In China, deployment of electronic data capture (EDC) and clinical data management system (CDMS) for clinical research (CR) is in its very early stage, and about 90% of clinical studies collected and submitted clinical data manually. This work aims to build an open metadata schema for Prospective Clinical Research (openPCR) in China based on openEHR archetypes, in order to help Chinese researchers easily create specific data entry templates for registration, study design and clinical data collection.
Singapore Framework for Dublin Core Application Profiles (DCAP) is used to develop openPCR and four steps such as defining the core functional requirements and deducing the core metadata items, developing archetype models, defining metadata terms and creating archetype records, and finally developing implementation syntax are followed.
The core functional requirements are divided into three categories: requirements for research registration, requirements for trial design, and requirements for case report form (CRF). 74 metadata items are identified and their Chinese authority names are created. The minimum metadata set of openPCR includes 3 documents, 6 sections, 26 top level data groups, 32 lower data groups and 74 data elements. The top level container in openPCR is composed of public document, internal document and clinical document archetypes. A hierarchical structure of openPCR is established according to Data Structure of Electronic Health Record Architecture and Data Standard of China (Chinese EHR Standard). Metadata attributes are grouped into six parts: identification, definition, representation, relation, usage guides, and administration.

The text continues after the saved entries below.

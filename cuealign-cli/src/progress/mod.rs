//! Progress reporting module

use indicatif::{ProgressBar, ProgressStyle};
use std::time::Duration;

/// Progress reporter for script files and session events
pub struct ProgressReporter {
    progress_bar: Option<ProgressBar>,
    quiet: bool,
}

impl ProgressReporter {
    /// Create a new progress reporter
    pub fn new(quiet: bool) -> Self {
        Self {
            progress_bar: None,
            quiet,
        }
    }

    /// Initialize a bar over `total` items called `unit`
    pub fn start(&mut self, total: u64, unit: &str) {
        if self.quiet {
            return;
        }

        let pb = ProgressBar::new(total);
        let template = format!("[{{elapsed_precise}}] {{bar:40.cyan/blue}} {{pos}}/{{len}} {unit} {{msg}}");
        match ProgressStyle::default_bar().template(&template) {
            Ok(style) => pb.set_style(style.progress_chars("##-")),
            Err(e) => log::warn!("Falling back to default progress style: {e}"),
        }
        pb.enable_steady_tick(Duration::from_millis(100));

        self.progress_bar = Some(pb);
    }

    /// Record one finished item
    pub fn tick(&self, message: &str) {
        if let Some(pb) = &self.progress_bar {
            pb.set_message(message.to_string());
            pb.inc(1);
        }
    }

    /// Finish progress reporting
    pub fn finish(&self) {
        if let Some(pb) = &self.progress_bar {
            pb.finish_and_clear();
        }
    }

    /// Whether a bar is being drawn
    pub fn is_active(&self) -> bool {
        self.progress_bar.is_some()
    }
}

#[cfg(test)]
mod tests {
    use super::*;

    #[test]
    fn test_quiet_reporter_has_no_bar() {
        let mut reporter = ProgressReporter::new(true);
        reporter.start(3, "files");
        assert!(!reporter.is_active());
        reporter.tick("a.txt");
        reporter.finish();
    }

    #[test]
    fn test_reporter_counts_ticks() {
        let mut reporter = ProgressReporter::new(false);
        reporter.start(2, "events");
        reporter.tick("transcript");
        reporter.tick("advance");
        assert_eq!(reporter.progress_bar.as_ref().unwrap().position(), 2);
        reporter.finish();
    }
}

OpenPCR is an open metadata schema based on research registration standards, standards of the Clinical Data Interchange Standards Consortium (CDISC) and Chinese healthcare related standards, and is to be publicly available throughout China. It considers future integration of EHR and CR by adopting data structure and data terms in Chinese EHR Standard. Archetypes in openPCR are modularity models and can be separated, recombined, and reused. The authors recommend that the method to develop openPCR can be referenced by other countries when designing metadata schema of clinical research. In the next steps, openPCR should be used in a number of CR projects to test its applicability and to continuously improve its coverage. Besides, metadata schema for research protocol can be developed to structurize and standardize protocol, and syntactical interoperability of openPCR with other related standards can be considered.

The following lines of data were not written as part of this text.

//! Tokenizer producing comparable units for the matcher
//!
//! Latin-style scripts are grouped into words (maximal alphanumeric runs)
//! while ideographic and syllabic scripts produce one token per character,
//! since they carry no whitespace between words. Everything else is dropped.

use serde::Serialize;

/// Minimal comparable unit of text
#[derive(Debug, Clone, PartialEq, Eq, Serialize)]
pub struct Token {
    /// Surface text as it appeared in the source
    pub text: String,
    /// Whether this token is a single ideographic/syllabic character
    pub is_ideographic: bool,
    /// Comparison form (lower-cased for non-ideographic tokens)
    #[serde(skip)]
    normalized: String,
}

impl Token {
    /// Create a word token from an alphanumeric run
    pub fn word(text: impl Into<String>) -> Self {
        let text = text.into();
        let normalized = text.to_lowercase();
        Self {
            text,
            is_ideographic: false,
            normalized,
        }
    }

    /// Create a token from a single ideographic character
    pub fn ideograph(ch: char) -> Self {
        let text = ch.to_string();
        Self {
            normalized: text.clone(),
            text,
            is_ideographic: true,
        }
    }

    /// Normalized comparison form
    #[inline]
    pub fn normalized(&self) -> &str {
        &self.normalized
    }

    /// Check whether two tokens refer to the same spoken unit
    ///
    /// Word tokens compare case-insensitively, ideographs exactly.
    #[inline]
    pub fn matches(&self, other: &Token) -> bool {
        if self.is_ideographic || other.is_ideographic {
            self.is_ideographic == other.is_ideographic && self.text == other.text
        } else {
            self.normalized == other.normalized
        }
    }
}

/// Check if a character is tokenized on its own
pub fn is_ideographic(ch: char) -> bool {
    matches!(ch as u32,
        0x3005..=0x3007       // 々 〆 〇
        | 0x3041..=0x309F     // Hiragana
        | 0x30A1..=0x30FA     // Katakana
        | 0x30FC..=0x30FF     // Katakana prolonged sound mark and iteration marks
        | 0x31F0..=0x31FF     // Katakana phonetic extensions
        | 0x3400..=0x4DBF     // CJK Extension A
        | 0x4E00..=0x9FFF     // CJK Unified Ideographs
        | 0xAC00..=0xD7AF     // Hangul syllables
        | 0xF900..=0xFAFF     // CJK Compatibility Ideographs
        | 0xFF66..=0xFF9D     // Halfwidth Katakana
        | 0x20000..=0x2FA1F   // CJK Extensions B-F and compatibility supplement
        | 0x30000..=0x3134F   // CJK Extension G
    )
}

/// Split text into tokens, left to right
pub fn tokenize(text: &str) -> Vec<Token> {
    let mut tokens = Vec::new();
    let mut run_start: Option<usize> = None;

    for (idx, ch) in text.char_indices() {
        if is_ideographic(ch) {
            if let Some(start) = run_start.take() {
                tokens.push(Token::word(&text[start..idx]));
            }
            tokens.push(Token::ideograph(ch));
        } else if ch.is_alphanumeric() {
            if run_start.is_none() {
                run_start = Some(idx);
            }
        } else if let Some(start) = run_start.take() {
            tokens.push(Token::word(&text[start..idx]));
        }
    }

    if let Some(start) = run_start {
        tokens.push(Token::word(&text[start..]));
    }

    tokens
}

在中国,用于临床研究(CR)的电子数据采集(EDC)和临床数据管理系统(CDMS)的部署尚处于非常早期的阶段,约90%的临床研究通过手动方式收集和提交临床数据。本研究旨在基于openEHR原型构建中国前瞻性临床研究的开放元数据架构(openPCR),以帮助中国研究人员轻松创建用于注册、研究设计和临床数据收集的特定数据录入模板。
采用新加坡都柏林核心应用简档(DCAP)框架来开发openPCR,并遵循定义核心功能需求和推导核心元数据项、开发原型模型、定义元数据术语和创建原型记录以及最终开发实现语法等四个步骤。

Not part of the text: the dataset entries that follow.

//! Markdown output formatter

use super::{describe_events, OutputFormatter};
use crate::replay::{ReplayStep, ReplaySummary};
use anyhow::Result;
use cuealign_core::Segment;
use std::io::Write;

/// Markdown formatter - segments as lists, replay steps as a table
pub struct MarkdownFormatter<W: Write> {
    writer: W,
    include_text: bool,
    current_source: Option<String>,
    segment_count: usize,
    table_started: bool,
}

impl<W: Write> MarkdownFormatter<W> {
    /// Create a new markdown formatter
    pub fn new(writer: W, include_text: bool) -> Self {
        Self {
            writer,
            include_text,
            current_source: None,
            segment_count: 0,
            table_started: false,
        }
    }
}

/// Keep cell text from breaking the table
fn escape_cell(text: &str) -> String {
    text.replace('|', "\\|")
}

impl<W: Write + Send + Sync> OutputFormatter for MarkdownFormatter<W> {
    fn format_segment(&mut self, source: &str, segment: &Segment) -> Result<()> {
        if self.current_source.as_deref() != Some(source) {
            if self.current_source.is_some() {
                writeln!(self.writer)?;
            }
            writeln!(self.writer, "## {source}")?;
            writeln!(self.writer)?;
            self.current_source = Some(source.to_string());
        }

        self.segment_count += 1;
        writeln!(
            self.writer,
            "{}. {} *({} tokens)*",
            segment.index + 1,
            segment.raw_text,
            segment.token_count()
        )?;
        Ok(())
    }

    fn format_step(&mut self, step: &ReplayStep) -> Result<()> {
        if !self.table_started {
            if self.include_text {
                writeln!(self.writer, "| time (ms) | trigger | position | events | active segment |")?;
                writeln!(self.writer, "|---:|---|---|---|---|")?;
            } else {
                writeln!(self.writer, "| time (ms) | trigger | position | events |")?;
                writeln!(self.writer, "|---:|---|---|---|")?;
            }
            self.table_started = true;
        }

        let (index, matched) = step.state.position();
        write!(
            self.writer,
            "| {} | {} | ({index}, {matched}) | {} |",
            step.at_ms,
            step.trigger.label(),
            describe_events(&step.events)
        )?;
        if self.include_text {
            let text = step.active_text.as_deref().unwrap_or("*end*");
            write!(self.writer, " {} |", escape_cell(text))?;
        }
        writeln!(self.writer)?;
        Ok(())
    }

    fn finish(&mut self, summary: Option<&ReplaySummary>) -> Result<()> {
        writeln!(self.writer)?;
        writeln!(self.writer, "---")?;
        match summary {
            Some(summary) => {
                let (index, matched) = summary.final_state.position();
                writeln!(
                    self.writer,
                    "*Final position: ({index}, {matched}) of {} segments, {:.0}% complete*",
                    summary.segments,
                    summary.progress * 100.0
                )?;
                writeln!(self.writer)?;
                writeln!(
                    self.writer,
                    "*Completions: {}, jumps: {}, navigations: {}*",
                    summary.completions, summary.jumps, summary.navigations
                )?;
            }
            None => writeln!(self.writer, "*Total segments: {}*", self.segment_count)?,
        }
        self.writer.flush()?;
        Ok(())
    }
}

核心功能需求分为三类:研究注册需求、试验设计需求和病例报告表(CRF)需求。识别出74个元数据项并创建了它们的中文权威名称。openPCR的最小元数据集包括3个文档、6个章节、26个顶级数据组、32个下级数据组和74个数据元素。openPCR中的顶级容器由公共文档、内部文档和临床文档原型组成。根据电子健康记录架构数据结构和中国数据标准(中国电子健康记录标准)建立了openPCR的层次结构。元数据属性分为六个部分:标识、定义、表示、关系、使用指南和管理。
OpenPCR是一个基于研究注册标准、临床数据交换标准协会(CDISC)标准和中国医疗相关标准的开放元数据架构,将在中国范围内公开可用。它通过采用中国电子健康记录标准中的数据结构和数据术语来考虑未来电子健康记录和临床研究的整合。openPCR中的原型是模块化模型,可以分离、重组和重用。作者建议,其他国家在设计临床研究元数据架构时可参考开发openPCR的方法。在接下来的步骤中,openPCR应在多个临床研究项目中使用,以测试其适用性并不断扩大其覆盖范围。此外,可开发研究方案的元数据架构以结构化和标准化方案,并考虑openPCR与其他相关标准的句法互操作性。